Alternative splicing is affected by changes in DNA and histone methylation

Abstract

Alternative splicing (AS) increases transcript and proteomic diversity of intron containing genes and has emerged as a pervasive property of eukaryotic genes. DNA methylation is a regulator of gene expression which is present in many eukaryotes. Recently, chromatin structure and histone modifications have been shown to regulate AS in humans (1), but it is unknown if this also occurs in plants. Here, I investigated the regulatory role that DNA and histone methylation have on AS in Arabidopsis thaliana. I utilized the SR protein gene family as a model system to examine changes in isoform abundance in response to chemical inhibition of DNA and histone methylation using the histone deacetylase inhibitor Tricostatin A (TSA) and the DNA demethylating agent 5-Azadeoxycytidine (Azad).
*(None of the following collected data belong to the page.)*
//! Custom error types with exit codes

use thiserror::Error;

/// Main error type for termfolio operations
///
/// The first group of variants is the "target not found" family reported by
/// the command interpreter. They are rendered as error lines and never abort a
/// session. The remaining variants are start-up failures.
#[derive(Error, Debug, Clone, PartialEq, Eq)]
#[non_exhaustive]
pub enum SiteError {
    /// Unknown verb
    #[error("Command not found: {command}. Type 'help' for available commands.")]
    CommandNotFound { command: String },

    /// `cd`/`ls` target that is not a known section
    #[error("Directory not found: {name}")]
    DirectoryNotFound { name: String },

    /// `cd` into the biography document
    #[error("{name} is not a directory. Use 'view {name}' to open it.")]
    NotADirectory { name: String },

    /// `view`/`cat` target that resolves to nothing
    #[error("File not found: {name}")]
    FileNotFound { name: String },

    /// Missing required argument
    #[error("Usage: {usage}")]
    Usage { usage: String },

    /// Content Error - site content missing or malformed
    #[error("Content error: {message}")]
    Content { message: String },

    /// Preferences Error - preference file could not be read or written
    #[error("Preferences error: {message}")]
    Preferences { message: String },

    /// Terminal Error - raw mode or screen setup failed
    #[error("Terminal error: {message}")]
    Terminal { message: String },
}

impl SiteError {
    /// Get the appropriate exit code for this error type
    #[must_use]
    #[inline]
    pub const fn exit_code(&self) -> i32 {
        match *self {
            Self::Content { .. } => 1,
            Self::CommandNotFound { .. }
            | Self::DirectoryNotFound { .. }
            | Self::NotADirectory { .. }
            | Self::FileNotFound { .. }
            | Self::Usage { .. } => 2,
            Self::Preferences { .. } => 3,
            Self::Terminal { .. } => 4,
        }
    }

    /// Create a command-not-found error
    #[inline]
    pub fn command_not_found<S: Into<String>>(command: S) -> Self {
        Self::CommandNotFound {
            command: command.into(),
        }
    }

    /// Create a directory-not-found error
    #[inline]
    pub fn directory_not_found<S: Into<String>>(name: S) -> Self {
        Self::DirectoryNotFound { name: name.into() }
    }

    /// Create a not-a-directory error
    #[inline]
    pub fn not_a_directory<S: Into<String>>(name: S) -> Self {
        Self::NotADirectory { name: name.into() }
    }

    /// Create a file-not-found error
    #[inline]
    pub fn file_not_found<S: Into<String>>(name: S) -> Self {
        Self::FileNotFound { name: name.into() }
    }

    /// Create a usage error
    #[inline]
    pub fn usage<S: Into<String>>(usage: S) -> Self {
        Self::Usage {
            usage: usage.into(),
        }
    }

    /// Create a content error
    #[inline]
    pub fn content<S: Into<String>>(message: S) -> Self {
        Self::Content {
            message: message.into(),
        }
    }

    /// Create a preferences error
    #[inline]
    pub fn preferences<S: Into<String>>(message: S) -> Self {
        Self::Preferences {
            message: message.into(),
        }
    }

    /// Create a terminal error
    #[inline]
    pub fn terminal<S: Into<String>>(message: S) -> Self {
        Self::Terminal {
            message: message.into(),
        }
    }
}

#[cfg(test)]
mod tests {
    use super::*;

    #[test]
    fn not_found_messages_match_shell_wording() {
        assert_eq!(
            SiteError::command_not_found("foo").to_string(),
            "Command not found: foo. Type 'help' for available commands."
        );
        assert_eq!(
            SiteError::not_a_directory("me").to_string(),
            "me is not a directory. Use 'view me' to open it."
        );
        assert_eq!(
            SiteError::usage("view <filename>").to_string(),
            "Usage: view <filename>"
        );
    }

    #[test]
    fn exit_codes_group_by_family() {
        assert_eq!(SiteError::content("x").exit_code(), 1);
        assert_eq!(SiteError::file_not_found("x").exit_code(), 2);
        assert_eq!(SiteError::preferences("x").exit_code(), 3);
        assert_eq!(SiteError::terminal("x").exit_code(), 4);
        assert_eq!(SiteError::command_not_found("x").exit_code(), 2);
    }
}
//! CLI interface tests

use assert_cmd::Command;
use predicates::prelude::*;
use std::fs;
use tempfile::TempDir;

/// A command with its preferences isolated in `temp_dir`
fn termfolio(temp_dir: &TempDir) -> Command {
    let mut cmd = Command::cargo_bin("termfolio").unwrap();
    cmd.env_remove("RUST_LOG")
        .env("TERMFOLIO_PREFS", temp_dir.path().join("prefs.json"));
    cmd
}

#[test]
fn test_version_flag() {
    let mut cmd = Command::cargo_bin("termfolio").unwrap();
    cmd.arg("--version")
        .assert()
        .success()
        .stdout(predicate::str::contains("termfolio"));
}

#[test]
fn test_help_flag() {
    let mut cmd = Command::cargo_bin("termfolio").unwrap();
    cmd.arg("--help")
        .assert()
        .success()
        .stdout(predicate::str::contains(
            "A personal website rendered as a simulated shell",
        ))
        .stdout(predicate::str::contains("--exec"));
}

#[test]
fn test_exec_view_publications_prints_every_entry() {
    let temp_dir = TempDir::new().unwrap();
    termfolio(&temp_dir)
        .args(["--exec", "view publications"])
        .assert()
        .success()
        .stdout(predicate::str::contains("abehou@stanford:~$ view publications"))
        .stdout(predicate::str::contains("paper1.txt"))
        .stdout(predicate::str::contains("paper2.txt"))
        .stdout(predicate::str::contains("Another Paper Title"));
}

#[test]
fn test_exec_runs_commands_in_order() {
    let temp_dir = TempDir::new().unwrap();
    termfolio(&temp_dir)
        .args(["-e", "cd blog", "-e", "pwd", "-e", "view post1.txt"])
        .assert()
        .success()
        .stdout(predicate::str::contains("Changed directory to blog"))
        .stdout(predicate::str::contains("abehou@stanford:~/blog$ pwd\n~/blog\n"))
        .stdout(predicate::str::contains("[post1.txt]"));
}

#[test]
fn test_exec_reports_unknown_directory() {
    let temp_dir = TempDir::new().unwrap();
    termfolio(&temp_dir)
        .args(["--exec", "cd nowhere", "--exec", "pwd"])
        .assert()
        .failure()
        .code(2)
        .stdout(predicate::str::contains("Directory not found: nowhere"))
        .stdout(predicate::str::contains("$ pwd\n~\n"));
}

#[test]
fn test_commands_from_stdin() {
    let temp_dir = TempDir::new().unwrap();
    termfolio(&temp_dir)
        .write_stdin("whoami\nfrobnicate\n")
        .assert()
        .failure()
        .code(2)
        .stdout(predicate::str::contains("abehou\n"))
        .stdout(predicate::str::contains("Command not found: frobnicate"));
}

#[test]
fn test_plain_mode_prints_whole_site() {
    let temp_dir = TempDir::new().unwrap();
    termfolio(&temp_dir)
        .args(["--mode", "plain"])
        .assert()
        .success()
        .stdout(predicate::str::contains("Hi! I am Abe Hou."))
        .stdout(predicate::str::contains("PUBLICATIONS"))
        .stdout(predicate::str::contains("post3.txt"));
}

#[test]
fn test_stored_plain_preference_is_honoured() {
    let temp_dir = TempDir::new().unwrap();
    fs::write(
        temp_dir.path().join("prefs.json"),
        r#"{"mode":"plain","theme":"light"}"#,
    )
    .unwrap();

    termfolio(&temp_dir)
        .assert()
        .success()
        .stdout(predicate::str::contains("Hi! I am Abe Hou."));
}

#[test]
fn test_custom_content_directory() {
    let temp_dir = TempDir::new().unwrap();
    let site = temp_dir.path().join("site");
    fs::create_dir(&site).unwrap();
    fs::write(site.join("site.yaml"), "type: site\nuser: ada\nhost: engine\n").unwrap();
    fs::write(site.join("me.yaml"), "type: document\ntext: Analyst.\n").unwrap();
    fs::write(
        site.join("publications.yaml"),
        "type: collection\nentries:\n  notes.txt:\n    title: Notes on the Engine\n",
    )
    .unwrap();
    fs::write(site.join("experiences.yaml"), "type: collection\nentries: {}\n").unwrap();
    fs::write(site.join("blog.yaml"), "type: collection\nentries: {}\n").unwrap();

    termfolio(&temp_dir)
        .arg("--content")
        .arg(&site)
        .args(["--exec", "view notes.txt"])
        .assert()
        .success()
        .stdout(predicate::str::contains("ada@engine:~$ view notes.txt"))
        .stdout(predicate::str::contains("Notes on the Engine"));
}

#[test]
fn test_missing_content_directory_fails() {
    let temp_dir = TempDir::new().unwrap();
    termfolio(&temp_dir)
        .arg("--content")
        .arg(temp_dir.path().join("absent"))
        .args(["--exec", "ls"])
        .assert()
        .failure()
        .code(1)
        .stdout(predicate::str::is_empty())
        .stderr(predicate::str::contains("Content directory not found"));
}

#[test]
fn test_invalid_mode_is_rejected() {
    let temp_dir = TempDir::new().unwrap();
    termfolio(&temp_dir)
        .args(["--mode", "fancy"])
        .assert()
        .failure()
        .stderr(predicate::str::contains("invalid value 'fancy'"));
}
//! Error handling module
//!
//! Defines the site error type and its exit codes

pub mod types;

pub use types::*;
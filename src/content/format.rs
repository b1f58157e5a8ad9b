//! Formatting of entries, collection summaries and banners into plain text

use crate::content::{Collection, Entry, Identity};
use crate::utils::text::{BOX_INNER_WIDTH, RULE, boxed, center, strip_markup};
use std::fmt;

/// Width available to text inside a box banner
const BANNER_TEXT_WIDTH: usize = BOX_INNER_WIDTH - 2;

/// Left-aligned single-row banner
#[must_use]
pub fn banner(title: &str) -> String {
    boxed(&[title.to_owned()])
}

/// Centered banner with one or more rows
#[must_use]
pub fn centered_banner(rows: &[&str]) -> String {
    let rows: Vec<String> = rows
        .iter()
        .map(|row| center(row, BANNER_TEXT_WIDTH))
        .collect();
    boxed(&rows)
}

/// Format an entry into a readable document
///
/// Fields are emitted in a fixed order: header fields (authors, venue,
/// organization, duration, date), then abstract, description, body and
/// links. Entries without a title are rendered as pretty-printed JSON.
#[must_use]
pub fn format_entry(entry: &Entry) -> String {
    let Some(title) = entry.title.as_deref() else {
        return serde_json::to_string_pretty(entry).unwrap_or_default();
    };

    let mut out = String::new();
    write_entry(&mut out, title, entry)
        .map(|()| out)
        .unwrap_or_default()
}

fn write_entry<W: fmt::Write>(out: &mut W, title: &str, entry: &Entry) -> fmt::Result {
    writeln!(out, "{}", banner(title))?;

    if let Some(authors) = entry.authors.as_deref() {
        writeln!(out, "Authors: {}", strip_markup(authors))?;
    }
    if let Some(venue) = entry.venue.as_deref() {
        writeln!(out, "Venue: {venue}")?;
    }
    if let Some(organization) = entry.organization.as_deref() {
        writeln!(out, "Organization: {organization}")?;
    }
    if let Some(duration) = entry.duration.as_deref() {
        writeln!(out, "Duration: {duration}")?;
    }
    if let Some(date) = entry.date.as_deref() {
        writeln!(out, "Date: {date}")?;
    }

    write!(out, "\n{}\n\n", *RULE)?;

    if let Some(abstract_text) = entry.abstract_text.as_deref() {
        write!(out, "ABSTRACT\n\n{abstract_text}\n\n")?;
    }
    if let Some(description) = entry.description.as_deref() {
        write!(out, "DESCRIPTION\n\n{description}\n\n")?;
    }
    if let Some(content) = entry.content.as_deref() {
        write!(out, "{content}\n\n")?;
    }
    if let Some(links) = entry.links.as_deref() {
        write!(out, "{}\nLINKS\n\n{links}\n", *RULE)?;
    }
    Ok(())
}

/// Human-readable summary of a collection: banner, description, entry index
#[must_use]
pub fn collection_summary(collection: &Collection) -> String {
    let mut out = String::new();
    write_summary(&mut out, collection)
        .map(|()| out)
        .unwrap_or_default()
}

fn write_summary<W: fmt::Write>(out: &mut W, collection: &Collection) -> fmt::Result {
    let heading = collection.name().as_str().to_uppercase();
    writeln!(out, "{}", centered_banner(&[&heading]))?;

    if !collection.description().is_empty() {
        write!(out, "{}\n\n", collection.description())?;
    }

    if collection.is_empty() {
        return writeln!(out, "Nothing here yet.");
    }

    writeln!(out, "Entries:")?;
    for named in collection.entries() {
        write!(out, "  • {}", named.name)?;
        if let Some(title) = named.entry.title.as_deref() {
            write!(out, " - {title}")?;
        }
        if let Some(date) = named.entry.date.as_deref() {
            write!(out, " ({date})")?;
        }
        writeln!(out)?;
    }

    if let Some(first) = collection.get(0) {
        write!(
            out,
            "\nUse 'view <filename>' to read an entry in detail.\nFor example: view {}\n",
            first.name
        )?;
    }
    Ok(())
}

/// Welcome banner printed when an interactive session starts
#[must_use]
pub fn welcome(identity: &Identity) -> String {
    if let Some(custom) = identity.welcome.as_deref() {
        return custom.to_owned();
    }

    let headline = format!("Welcome to {}'s Personal Website", identity.user);
    let mut out = centered_banner(&[&headline, "Terminal Interface"]);
    out.push_str("\nType 'help' for available commands, or 'ls' to list files.\n");
    out
}
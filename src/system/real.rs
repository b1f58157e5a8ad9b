//! Real system implementation using `std::fs`, `dirs` and the local clock

use super::{System, WalkEntry};
use chrono::{DateTime, FixedOffset, Local};
use std::fs;
use std::io::{self, Write as _};
use std::path::{Path, PathBuf};
use tempfile::NamedTempFile;
use walkdir::WalkDir;

/// Production implementation of System trait
#[derive(Debug, Clone, Copy)]
pub struct RealSystem;

impl RealSystem {
    /// Create a new `RealSystem` instance
    #[must_use]
    pub const fn new() -> Self {
        Self
    }
}

impl Default for RealSystem {
    fn default() -> Self {
        Self::new()
    }
}

impl System for RealSystem {
    fn config_dir(&self) -> Option<PathBuf> {
        dirs::config_dir()
    }

    fn now(&self) -> DateTime<FixedOffset> {
        Local::now().fixed_offset()
    }

    fn read_to_string(&self, path: &Path) -> io::Result<String> {
        fs::read_to_string(path)
    }

    fn write(&self, path: &Path, contents: &[u8]) -> io::Result<()> {
        let parent = match path.parent() {
            Some(parent) if !parent.as_os_str().is_empty() => parent,
            _ => Path::new("."),
        };

        // Write next to the target and rename over it
        let mut temp = NamedTempFile::new_in(parent)?;
        temp.write_all(contents)?;
        temp.flush()?;
        temp.persist(path).map_err(|e| e.error)?;
        Ok(())
    }

    fn create_dir_all(&self, path: &Path) -> io::Result<()> {
        fs::create_dir_all(path)
    }

    fn exists(&self, path: &Path) -> bool {
        path.exists()
    }

    fn is_dir(&self, path: &Path) -> bool {
        path.is_dir()
    }

    fn walk_dir(&self, path: &Path, max_depth: usize) -> io::Result<Vec<WalkEntry>> {
        let mut entries = Vec::new();
        for entry in WalkDir::new(path)
            .min_depth(1)
            .max_depth(max_depth)
            .sort_by_file_name()
        {
            let entry = entry.map_err(io::Error::other)?;
            let file_type = entry.file_type();
            entries.push(WalkEntry {
                path: entry.into_path(),
                is_file: file_type.is_file(),
            });
        }
        Ok(entries)
    }
}
//! Vim-style scrolling over a block of lines

use crate::input::Key;

/// Lines moved by `j`/`k`
pub const SCROLL_STEP: usize = 2;

/// Scroll position within a document of `line_count` lines shown in a
/// window of `page_height` lines
#[derive(Debug, Clone, Copy, Default, PartialEq, Eq)]
pub struct Scroll {
    offset: usize,
}

impl Scroll {
    #[must_use]
    #[inline]
    pub const fn offset(self) -> usize {
        self.offset
    }

    /// Largest valid offset
    #[must_use]
    #[inline]
    pub const fn max_offset(line_count: usize, page_height: usize) -> usize {
        line_count.saturating_sub(page_height)
    }

    /// Re-clamp after the window or the document changed size
    pub fn clamp(&mut self, line_count: usize, page_height: usize) {
        self.offset = self.offset.min(Self::max_offset(line_count, page_height));
    }

    /// Apply a scrolling key; returns `false` for keys that do not scroll
    pub fn apply(&mut self, key: Key, line_count: usize, page_height: usize) -> bool {
        let max = Self::max_offset(line_count, page_height);
        let half = (page_height / 2).max(1);

        self.offset = match key {
            Key::Char('j') | Key::Down => self.offset.saturating_add(SCROLL_STEP),
            Key::Char('k') | Key::Up => self.offset.saturating_sub(SCROLL_STEP),
            Key::Char('d') | Key::PageDown => self.offset.saturating_add(half),
            Key::Char('u') | Key::PageUp => self.offset.saturating_sub(half),
            Key::Char('g') => 0,
            Key::Char('G') => max,
            _ => return false,
        }
        .min(max);
        true
    }
}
RT-PCR revealed that 12 SR genes had isoforms that had altered abundance in response to TSA and Azad-C. Antagonistic effects were found when both drugs were applied since changes in splicing were only seen for 10 of the SR genes. AS patterns of the SR genes are known to change according to organ and developmental stage (2) and DNA methylation is also known to change over the lifespan of the plant (3). I investigated if organ type and developmental patterns of AS are disrupted in a DNA hypermethylation mutant. Splicing patterns of the SR genes displayed tissue and developmental specific changes in the DNA hypermethylation mutant. Computational analysis of three different DNA methylation mutants was performed using a publically available Illumina dataset (4). Widespread changes in AS was detected in each of the mutants across all types of AS. Changes in methylcytosine content within the coding region of the gene did not account for a large proportion of the novel AS events detected. Splice site sequence analysis of introns uniquely retained in each of the mutant genotypes uncovered sequence changes around the functionally important sequence elements. The results of my thesis indicate for the first time that AS in plants is regulated in part by changes in DNA methylation and histone modifications.